HTTP.sys was introduced with Windows Server 2003 and IIS 6.0 as a kernel-mode driver to improve performance over the user-mode solutions of the past. Over the years, it has been the source of some significant vulnerabilities. Most famously, in April 2015, Microsoft patched CVE-2015-1635 (MS15-034), a remote code execution bug in HTTP.sys that could be triggered by sending a malformed Range header. That flaw was exploited in the wild and forced many organizations to scramble.

This latest vulnerability, CVE-2026-49787, is less severe—no code execution—but it shares the same attack surface. The fact that it’s a DoS rather than an RCE may lead some to de-prioritize it. That would be a mistake. Denial-of-service attacks can be just as disruptive, and when they affect critical infrastructure like authentication servers or management consoles, they can cascade into larger incidents. Moreover, because the attack can be repeated, a persistent attacker could keep a service offline almost indefinitely. The HTTP.sys driver is also used by Windows Remote Management (WinRM), so an exposed management interface could become a target.

What to Do Now: Patching and Verification

1. Identify Exposed Systems

Start by listing all Windows machines that accept HTTP or HTTPS connections from the network. That’s not limited to IIS web servers; use netsh http show servicestate from an elevated command prompt to see all registered URL prefixes and listeners. Also check for custom applications that might call the HTTP Server API. Remember, load balancers and reverse proxies may hide direct exposure, but they don’t eliminate the vulnerability unless they can block the specific exploit—and since the details aren’t public yet, you can’t assume they will.

2. Deploy the July 14 Cumulative Updates

The updates were released automatically through Windows Update and WSUS. Check your management console to ensure they are approved. For manual downloads, visit the Microsoft Update Catalog and search for the KB numbers above. The updates are cumulative, so installing them also fixes other non-security issues.

3. Verify the Build Number

After installation and reboot, confirm the build number matches the fixed build in the table. Don’t rely on the “update installed” status in Windows Update; use winver or Get-ComputerInfo | Select WindowsVersion, OsBuildNumber in PowerShell. The IIS version number will not change and is irrelevant for this vulnerability.

4. Stage Your Rollout Carefully

A few known issues accompany these updates.
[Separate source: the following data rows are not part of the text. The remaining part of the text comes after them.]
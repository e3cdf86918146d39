// Copyright (C) 2025 Vince Vasta
// SPDX-License-Identifier: Apache-2.0

//! Agent backend client.
use anyhow::{Context, Result, bail};
use async_trait::async_trait;
use log::{info, warn};
use serde::{Deserialize, Serialize};
use std::time::Duration;

use pokermind_core::{
    action::Action,
    game_state::Round,
    poker::{Card, Chips},
    view::GameView,
    wallet::Wallet,
};

use crate::{Decision, DecisionError, Strategy};

/// Number of recent actions sent with a decision request.
const RECENT_ACTIONS: usize = 3;

/// Agent backend configuration.
#[derive(Debug, Clone)]
pub struct BackendConfig {
    /// The backend base url (eg. http://localhost:3001).
    pub url: String,
    /// Request timeout.
    pub timeout: Option<Duration>,
}

impl BackendConfig {
    /// Creates a configuration for the given url without a timeout.
    pub fn new(url: impl Into<String>) -> Self {
        Self {
            url: url.into(),
            timeout: None,
        }
    }

    /// Sets the request timeout.
    pub fn with_timeout(mut self, timeout: Duration) -> Self {
        self.timeout = Some(timeout);
        self
    }
}

/// The game information sent to the agent backend.
#[derive(Debug, Clone, Serialize)]
#[serde(rename_all = "camelCase")]
pub struct DecisionRequest {
    /// Chips in the pot.
    pub pot: Chips,
    /// The betting round.
    pub round: Round,
    /// The board cards.
    pub community_cards: Vec<Card>,
    /// The deciding seat hole cards.
    pub ai_cards: Vec<Card>,
    /// The deciding seat chips.
    pub ai_chips: Chips,
    /// The opponent chips.
    pub player_chips: Chips,
    /// The most recent actions.
    pub actions: Vec<Action>,
}

impl From<&GameView> for DecisionRequest {
    fn from(view: &GameView) -> Self {
        Self {
            pot: view.pot,
            round: view.round,
            community_cards: view.board.clone(),
            ai_cards: view.hole_cards.to_vec(),
            ai_chips: view.chips,
            player_chips: view.opponent_chips,
            actions: view.recent_actions(RECENT_ACTIONS).to_vec(),
        }
    }
}

#[derive(Debug, Deserialize)]
struct ConnectResponse {
    address: String,
    balance: f64,
}

#[derive(Debug, Deserialize)]
struct BalanceResponse {
    balance: f64,
}

#[derive(Debug, Serialize)]
struct TransactionRequest<'a> {
    amount: Chips,
    reason: &'a str,
}

#[derive(Debug, Deserialize)]
#[serde(rename_all = "camelCase")]
struct TransactionResponse {
    success: bool,
    #[serde(default)]
    transaction_hash: Option<String>,
    #[serde(default)]
    error: Option<String>,
}

/// The agent backend HTTP client.
#[derive(Debug, Clone)]
pub struct Backend {
    client: reqwest::Client,
    base_url: String,
}

impl Backend {
    /// Creates a client for the given configuration.
    pub fn new(config: &BackendConfig) -> Result<Self> {
        let mut builder = reqwest::Client::builder();
        if let Some(timeout) = config.timeout {
            builder = builder.timeout(timeout);
        }

        let client = builder.build().context("Failed to build HTTP client")?;

        Ok(Self {
            client,
            base_url: config.url.trim_end_matches('/').to_string(),
        })
    }

    /// The backend base url.
    pub fn url(&self) -> &str {
        &self.base_url
    }

    fn endpoint(&self, path: &str) -> String {
        format!("{}/api/agent/{path}", self.base_url)
    }

    /// Asks the backend for a decision.
    pub async fn decision(&self, request: &DecisionRequest) -> Result<Decision, DecisionError> {
        let response = self
            .client
            .post(self.endpoint("decision"))
            .json(request)
            .send()
            .await?;

        let status = response.status();
        if !status.is_success() {
            return Err(DecisionError::Status(status.as_u16()));
        }

        let body = response.text().await?;
        Decision::parse(&body)
    }

    /// Connects the agent, returns its address and balance.
    pub async fn connect(&self) -> Result<(String, f64)> {
        let response = self
            .client
            .post(self.endpoint("connect"))
            .send()
            .await
            .context("Failed to send connect request")?;

        if !response.status().is_success() {
            bail!("Connect failed with status {}", response.status());
        }

        let res: ConnectResponse = response
            .json()
            .await
            .context("Failed to parse connect response")?;

        Ok((res.address, res.balance))
    }

    /// Reads the agent balance.
    pub async fn balance(&self) -> Result<f64> {
        let response = self
            .client
            .get(self.endpoint("balance"))
            .send()
            .await
            .context("Failed to send balance request")?;

        if !response.status().is_success() {
            bail!("Balance failed with status {}", response.status());
        }

        let res: BalanceResponse = response
            .json()
            .await
            .context("Failed to parse balance response")?;

        Ok(res.balance)
    }

    /// Requests a transaction, returns the transaction hash.
    pub async fn transaction(&self, amount: Chips, reason: &str) -> Result<String> {
        let response = self
            .client
            .post(self.endpoint("transaction"))
            .json(&TransactionRequest { amount, reason })
            .send()
            .await
            .context("Failed to send transaction request")?;

        let status = response.status();
        let res: TransactionResponse = response
            .json()
            .await
            .with_context(|| format!("Failed to parse transaction response ({status})"))?;

        match res {
            TransactionResponse {
                success: true,
                transaction_hash: Some(hash),
                ..
            } => Ok(hash),
            TransactionResponse { error, .. } => {
                bail!(
                    "Transaction failed: {}",
                    error.as_deref().unwrap_or("no transaction hash")
                )
            }
        }
    }
}

/// A strategy that asks the agent backend.
#[derive(Debug, Clone)]
pub struct RemoteStrategy {
    backend: Backend,
}

impl RemoteStrategy {
    /// Creates a strategy for the given backend.
    pub fn new(backend: Backend) -> Self {
        Self { backend }
    }
}

#[async_trait]
impl Strategy for RemoteStrategy {
    async fn decide(&mut self, view: &GameView) -> Result<Decision, DecisionError> {
        self.backend.decision(&DecisionRequest::from(view)).await
    }

    fn name(&self) -> &str {
        self.backend.url()
    }
}

/// The agent wallet held by the backend.
#[derive(Debug, Clone)]
pub struct BackendWallet {
    backend: Backend,
    address: Option<String>,
}

impl BackendWallet {
    /// Connects the agent wallet.
    ///
    /// A failed connection gives a wallet without address, its reads and
    /// transfers still go to the backend.
    pub async fn connect(backend: Backend) -> Self {
        let address = match backend.connect().await {
            Ok((address, balance)) => {
                info!("Agent wallet {address} connected, balance {balance}");
                Some(address)
            }
            Err(e) => {
                warn!("Agent wallet connect failed: {e:#}");
                None
            }
        };

        Self { backend, address }
    }
}

#[async_trait]
impl Wallet for BackendWallet {
    fn address(&self) -> Option<String> {
        self.address.clone()
    }

    async fn balance(&self) -> Result<f64> {
        self.backend.balance().await
    }

    async fn transfer(&self, amount: Chips, reason: &str) -> Result<String> {
        self.backend.transaction(amount, reason).await
    }
}

#[cfg(test)]
mod tests {
    use super::*;
    use crate::Agent;
    use pokermind_core::{
        action::{ActionKind, TurnAction},
        game_state::{GameState, HandConfig},
        poker::{Deck, SeatId},
        seat::Seat,
    };
    use tokio::{
        io::{AsyncReadExt, AsyncWriteExt},
        net::TcpListener,
        sync::oneshot,
    };

    /// Serves one HTTP request, sends back the request line and body.
    async fn serve_once(
        status: &'static str,
        body: &'static str,
    ) -> (String, oneshot::Receiver<(String, String)>) {
        let listener = TcpListener::bind("127.0.0.1:0").await.unwrap();
        let url = format!("http://{}", listener.local_addr().unwrap());
        let (tx, rx) = oneshot::channel();

        tokio::spawn(async move {
            let (mut stream, _) = listener.accept().await.unwrap();

            let mut buf = Vec::new();
            let mut chunk = [0u8; 1024];
            let header_end = loop {
                let n = stream.read(&mut chunk).await.unwrap();
                buf.extend_from_slice(&chunk[..n]);
                if let Some(pos) = buf.windows(4).position(|w| w == b"\r\n\r\n") {
                    break pos + 4;
                }
            };

            let head = String::from_utf8_lossy(&buf[..header_end]).to_string();
            let content_length = head
                .lines()
                .find_map(|l| {
                    let (name, value) = l.split_once(':')?;
                    name.eq_ignore_ascii_case("content-length")
                        .then(|| value.trim().parse::<usize>().ok())
                        .flatten()
                })
                .unwrap_or(0);

            while buf.len() < header_end + content_length {
                let n = stream.read(&mut chunk).await.unwrap();
                buf.extend_from_slice(&chunk[..n]);
            }

            let request_line = head.lines().next().unwrap_or_default().to_string();
            let request_body = String::from_utf8_lossy(&buf[header_end..]).to_string();

            let response = format!(
                "HTTP/1.1 {status}\r\nContent-Type: application/json\r\n\
                 Content-Length: {}\r\nConnection: close\r\n\r\n{body}",
                body.len()
            );
            stream.write_all(response.as_bytes()).await.unwrap();
            stream.flush().await.unwrap();

            let _ = tx.send((request_line, request_body));
        });

        (url, rx)
    }

    fn new_view() -> GameView {
        let seats = [
            Seat::new(SeatId::Human, "Alice", Chips::new(1_000)),
            Seat::new(SeatId::Ai, "Bot", Chips::new(900)),
        ];
        GameState::start(HandConfig::default(), seats, Deck::default())
            .unwrap()
            .apply(SeatId::Human, TurnAction::Raise(Chips::new(40)))
            .unwrap()
            .view(SeatId::Ai)
    }

    #[test]
    fn decision_request_fields() {
        let view = new_view();
        let req = DecisionRequest::from(&view);
        assert_eq!(req.ai_cards.len(), 2);
        assert_eq!(req.actions.len(), 3);
        assert_eq!(req.ai_chips, Chips::new(890));
        assert_eq!(req.player_chips, Chips::new(940));

        let json = serde_json::to_value(&req).unwrap();
        assert_eq!(json["round"], "preflop");
        assert_eq!(json["pot"], 70);
        assert!(json["communityCards"].as_array().unwrap().is_empty());
        assert!(json["aiCards"].is_array());
        assert_eq!(json["aiChips"], 890);
        assert_eq!(json["playerChips"], 940);
        assert_eq!(json["actions"][2]["type"], "raise");
    }

    #[tokio::test]
    async fn remote_decision() {
        let (url, rx) = serve_once(
            "200 OK",
            r#"{"action":"call","confidence":0.7,"reasoning":"Pot odds"}"#,
        )
        .await;

        let backend = Backend::new(&BackendConfig::new(format!("{url}/"))).unwrap();
        let mut strategy = RemoteStrategy::new(backend);
        let decision = strategy.decide(&new_view()).await.unwrap();
        assert_eq!(decision.action, ActionKind::Call);
        assert_eq!(decision.confidence, 0.7);

        let (line, body) = rx.await.unwrap();
        assert!(line.starts_with("POST /api/agent/decision "));
        let body: serde_json::Value = serde_json::from_str(&body).unwrap();
        assert_eq!(body["round"], "preflop");
    }

    #[tokio::test]
    async fn remote_error_status() {
        let (url, _rx) = serve_once(
            "500 Internal Server Error",
            r#"{"error":"model unavailable"}"#,
        )
        .await;

        let backend = Backend::new(&BackendConfig::new(url)).unwrap();
        let res = RemoteStrategy::new(backend).decide(&new_view()).await;
        assert!(matches!(res, Err(DecisionError::Status(500))));
    }

    #[tokio::test]
    async fn malformed_body_falls_back() {
        let (url, _rx) = serve_once("200 OK", "not json").await;

        let backend = Backend::new(&BackendConfig::new(url)).unwrap();
        let mut agent = Agent::new(RemoteStrategy::new(backend));
        let res = agent.decide(&new_view()).await;
        assert!(res.fallback);
        assert_ne!(res.action, TurnAction::Check);
    }

    #[tokio::test]
    async fn remote_unreachable() {
        // Bind and drop to get a closed port.
        let listener = TcpListener::bind("127.0.0.1:0").await.unwrap();
        let url = format!("http://{}", listener.local_addr().unwrap());
        drop(listener);

        let backend = Backend::new(&BackendConfig::new(url)).unwrap();
        let res = RemoteStrategy::new(backend).decide(&new_view()).await;
        assert!(matches!(res, Err(DecisionError::Transport(_))));
    }

    #[tokio::test]
    async fn wallet_transfer() {
        let (url, rx) = serve_once(
            "200 OK",
            r#"{"success":true,"transactionHash":"hash_42"}"#,
        )
        .await;

        let backend = Backend::new(&BackendConfig::new(url)).unwrap();
        let hash = backend
            .transaction(Chips::new(120), "Poker pot transfer - AI folded")
            .await
            .unwrap();
        assert_eq!(hash, "hash_42");

        let (line, body) = rx.await.unwrap();
        assert!(line.starts_with("POST /api/agent/transaction "));
        let body: serde_json::Value = serde_json::from_str(&body).unwrap();
        assert_eq!(body["amount"], 120);
        assert_eq!(body["reason"], "Poker pot transfer - AI folded");
    }

    #[tokio::test]
    async fn wallet_transfer_failed() {
        let (url, _rx) = serve_once(
            "500 Internal Server Error",
            r#"{"success":false,"error":"Agent not initialized"}"#,
        )
        .await;

        let backend = Backend::new(&BackendConfig::new(url)).unwrap();
        let err = backend
            .transaction(Chips::new(120), "test")
            .await
            .unwrap_err();
        assert!(err.to_string().contains("Agent not initialized"));
    }

    #[tokio::test]
    async fn wallet_connect() {
        let (url, _rx) = serve_once("200 OK", r#"{"address":"0xabc","balance":1.5}"#).await;
        let backend = Backend::new(&BackendConfig::new(url)).unwrap();
        let wallet = BackendWallet::connect(backend).await;
        assert_eq!(wallet.address().as_deref(), Some("0xabc"));
    }
}
use std::io;
use tracing_subscriber::{fmt, EnvFilter};

/// Initialize tracing subscriber with sensible defaults and stdout writer.
/// - Respects `RUST_LOG` if set
/// - Falls back to `info,tower_http=info,axum=info`
/// - Writes to stdout to improve visibility in environments that hide stderr
pub fn init_logging_default() {
    let env_filter = EnvFilter::try_from_default_env()
        .unwrap_or_else(|_| EnvFilter::new("info,tower_http=info,axum=info"));
    let _ = fmt()
        .with_env_filter(env_filter)
        .with_target(false)
        .compact()
        .with_writer(|| io::stdout())
        .try_init();
}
On Windows Server 2022, a small number of machines configured with a non-recommended BitLocker PCR7 policy (usually via Group Policy) may prompt for the recovery key after the update restarts. Microsoft advises not to touch that setting unless you’re sure, but if you have it, be prepared with your BitLocker recovery keys.

Additionally, the update introduces hardening for the Transport Driver Interface (TDI). If you use third-party transport drivers that have not been updated to the latest standards, some socket operations may fail. This mainly affects very old software that relies on legacy TDI filters (like ancient firewall or VPN clients). Test these on a representative set of machines before deploying broadly.

5. Monitor for Unusual Activity

Once patched, watch for any spikes in CPU or memory usage that might indicate an attempted exploit before you patched, or a new variant that bypasses the fix. Windows event logs may show clues; look for frequent service restarts or HTTP.sys-related errors.

Outlook: The Clock Is Ticking

As of July 14, CISA’s exploitation assessment was “none,” but that’s a snapshot, not a guarantee. The vulnerability is automatable, meaning that within weeks—perhaps days—we’ll likely see proof-of-concept code circulating. That will quickly be integrated into exploit frameworks and scanning tools. Organizations that delay patching risk falling victim to a simple, weaponized DoS attack that requires no authentication.

Microsoft has not indicated whether HTTP.sys will receive a more thorough architectural overhaul to reduce its attack surface. For now, the cycle continues: a new vulnerability appears, patches are released, and administrators race to deploy them. The July 2026 updates are that race. The finish line is a build number; get your systems past it.